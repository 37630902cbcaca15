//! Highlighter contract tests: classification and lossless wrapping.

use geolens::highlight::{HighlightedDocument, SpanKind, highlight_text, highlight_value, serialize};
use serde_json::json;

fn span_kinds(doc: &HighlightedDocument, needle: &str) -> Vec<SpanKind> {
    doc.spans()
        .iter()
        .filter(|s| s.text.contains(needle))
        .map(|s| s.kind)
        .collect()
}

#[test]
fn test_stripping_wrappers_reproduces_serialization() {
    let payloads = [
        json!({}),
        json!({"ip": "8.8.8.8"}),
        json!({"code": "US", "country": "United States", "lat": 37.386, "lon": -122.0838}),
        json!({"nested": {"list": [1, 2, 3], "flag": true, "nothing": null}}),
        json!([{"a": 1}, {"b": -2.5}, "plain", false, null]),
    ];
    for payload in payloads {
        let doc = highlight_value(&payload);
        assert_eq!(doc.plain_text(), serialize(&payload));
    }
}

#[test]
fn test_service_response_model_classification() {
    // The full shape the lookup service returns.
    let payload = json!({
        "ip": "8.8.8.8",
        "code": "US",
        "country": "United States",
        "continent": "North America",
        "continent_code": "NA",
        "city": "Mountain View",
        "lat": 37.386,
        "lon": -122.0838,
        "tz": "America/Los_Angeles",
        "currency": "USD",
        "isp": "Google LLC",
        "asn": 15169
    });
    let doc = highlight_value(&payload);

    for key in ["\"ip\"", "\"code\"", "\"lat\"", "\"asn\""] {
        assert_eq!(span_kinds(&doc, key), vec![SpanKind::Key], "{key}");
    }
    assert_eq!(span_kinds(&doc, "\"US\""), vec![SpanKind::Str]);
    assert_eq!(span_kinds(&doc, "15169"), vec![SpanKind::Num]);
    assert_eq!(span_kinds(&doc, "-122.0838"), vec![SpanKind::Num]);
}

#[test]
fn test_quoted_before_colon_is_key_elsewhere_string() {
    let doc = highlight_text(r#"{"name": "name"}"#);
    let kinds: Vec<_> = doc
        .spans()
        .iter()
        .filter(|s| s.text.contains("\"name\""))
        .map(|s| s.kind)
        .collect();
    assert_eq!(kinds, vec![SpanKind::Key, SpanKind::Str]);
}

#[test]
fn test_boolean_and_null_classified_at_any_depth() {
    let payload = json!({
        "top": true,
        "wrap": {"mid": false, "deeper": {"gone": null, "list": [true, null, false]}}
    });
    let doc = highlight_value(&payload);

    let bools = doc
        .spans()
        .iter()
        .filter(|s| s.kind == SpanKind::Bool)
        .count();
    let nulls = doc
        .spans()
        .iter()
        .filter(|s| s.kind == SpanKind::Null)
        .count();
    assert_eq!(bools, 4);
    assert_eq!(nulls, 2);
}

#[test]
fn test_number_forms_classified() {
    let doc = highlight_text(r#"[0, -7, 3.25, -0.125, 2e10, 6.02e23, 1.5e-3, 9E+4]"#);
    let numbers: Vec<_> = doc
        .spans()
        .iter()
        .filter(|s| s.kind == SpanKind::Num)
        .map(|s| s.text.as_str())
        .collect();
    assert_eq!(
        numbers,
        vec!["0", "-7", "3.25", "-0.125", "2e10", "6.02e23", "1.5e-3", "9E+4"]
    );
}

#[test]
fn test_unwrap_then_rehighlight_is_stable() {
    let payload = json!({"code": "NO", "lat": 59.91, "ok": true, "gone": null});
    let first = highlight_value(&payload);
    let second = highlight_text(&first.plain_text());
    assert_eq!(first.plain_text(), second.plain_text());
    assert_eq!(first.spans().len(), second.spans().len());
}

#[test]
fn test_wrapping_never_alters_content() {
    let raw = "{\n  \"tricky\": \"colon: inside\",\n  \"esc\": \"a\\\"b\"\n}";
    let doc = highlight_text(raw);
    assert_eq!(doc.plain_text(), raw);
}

═══

PROBLEM DETAILS:
Line by line, transcribe the material exactly.

ANSWER TO THIS TASK:
repository 37630902cbcaca15
//! Highlighter contract tests: classification and lossless wrapping.

use geolens::highlight::{HighlightedDocument, SpanKind, highlight_text, highlight_value, serialize};
use serde_json::json;

fn span_kinds(doc: &HighlightedDocument, needle: &str) -> Vec<SpanKind> {
    doc.spans()
        .iter()
        .filter(|s| s.text.contains(needle))
        .map(|s| s.kind)
        .collect()
}

#[test]
fn test_stripping_wrappers_reproduces_serialization() {
    let payloads = [
        json!({}),
        json!({"ip": "8.8.8.8"}),
        json!({"code": "US", "country": "United States", "lat": 37.386, "lon": -122.0838}),
        json!({"nested": {"list": [1, 2, 3], "flag": true, "nothing": null}}),
        json!([{"a": 1}, {"b": -2.5}, "plain", false, null]),
    ];
    for payload in payloads {
        let doc = highlight_value(&payload);
        assert_eq!(doc.plain_text(), serialize(&payload));
    }
}

#[test]
fn test_service_response_model_classification() {
    // The full shape the lookup service returns.
    let payload = json!({
        "ip": "8.8.8.8",
        "code": "US",
        "country": "United States",
        "continent": "North America",
        "continent_code": "NA",
        "city": "Mountain View",
        "lat": 37.386,
        "lon": -122.0838,
        "tz": "America/Los_Angeles",
        "currency": "USD",
        "isp": "Google LLC",
        "asn": 15169
    });
    let doc = highlight_value(&payload);

    for key in ["\"ip\"", "\"code\"", "\"lat\"", "\"asn\""] {
        assert_eq!(span_kinds(&doc, key), vec![SpanKind::Key], "{key}");
    }
    assert_eq!(span_kinds(&doc, "\"US\""), vec![SpanKind::Str]);
    assert_eq!(span_kinds(&doc, "15169"), vec![SpanKind::Num]);
    assert_eq!(span_kinds(&doc, "-122.0838"), vec![SpanKind::Num]);
}

#[test]
fn test_quoted_before_colon_is_key_elsewhere_string() {
    let doc = highlight_text(r#"{"name": "name"}"#);
    let kinds: Vec<_> = doc
        .spans()
        .iter()
        .filter(|s| s.text.contains("\"name\""))
        .map(|s| s.kind)
        .collect();
    assert_eq!(kinds, vec![SpanKind::Key, SpanKind::Str]);
}

#[test]
fn test_boolean_and_null_classified_at_any_depth() {
    let payload = json!({
        "top": true,
        "wrap": {"mid": false, "deeper": {"gone": null, "list": [true, null, false]}}
    });
    let doc = highlight_value(&payload);

    let bools = doc
        .spans()
        .iter()
        .filter(|s| s.kind == SpanKind::Bool)
        .count();
    let nulls = doc
        .spans()
        .iter()
        .filter(|s| s.kind == SpanKind::Null)
        .count();
    assert_eq!(bools, 4);
    assert_eq!(nulls, 2);
}

#[test]
fn test_number_forms_classified() {
    let doc = highlight_text(r#"[0, -7, 3.25, -0.125, 2e10, 6.02e23, 1.5e-3, 9E+4]"#);
    let numbers: Vec<_> = doc
        .spans()
        .iter()
        .filter(|s| s.kind == SpanKind::Num)
        .map(|s| s.text.as_str())
        .collect();
    assert_eq!(
        numbers,
        vec!["0", "-7", "3.25", "-0.125", "2e10", "6.02e23", "1.5e-3", "9E+4"]
    );
}

#[test]
fn test_unwrap_then_rehighlight_is_stable() {
    let payload = json!({"code": "NO", "lat": 59.91, "ok": true, "gone": null});
    let first = highlight_value(&payload);
    let second = highlight_text(&first.plain_text());
    assert_eq!(first.plain_text(), second.plain_text());
    assert_eq!(first.spans().len(), second.spans().len());
}

#[test]
fn test_wrapping_never_alters_content() {
    let raw = "{\n  \"tricky\": \"colon: inside\",\n  \"esc\": \"a\\\"b\"\n}";
    let doc = highlight_text(raw);
    assert_eq!(doc.plain_text(), raw);
}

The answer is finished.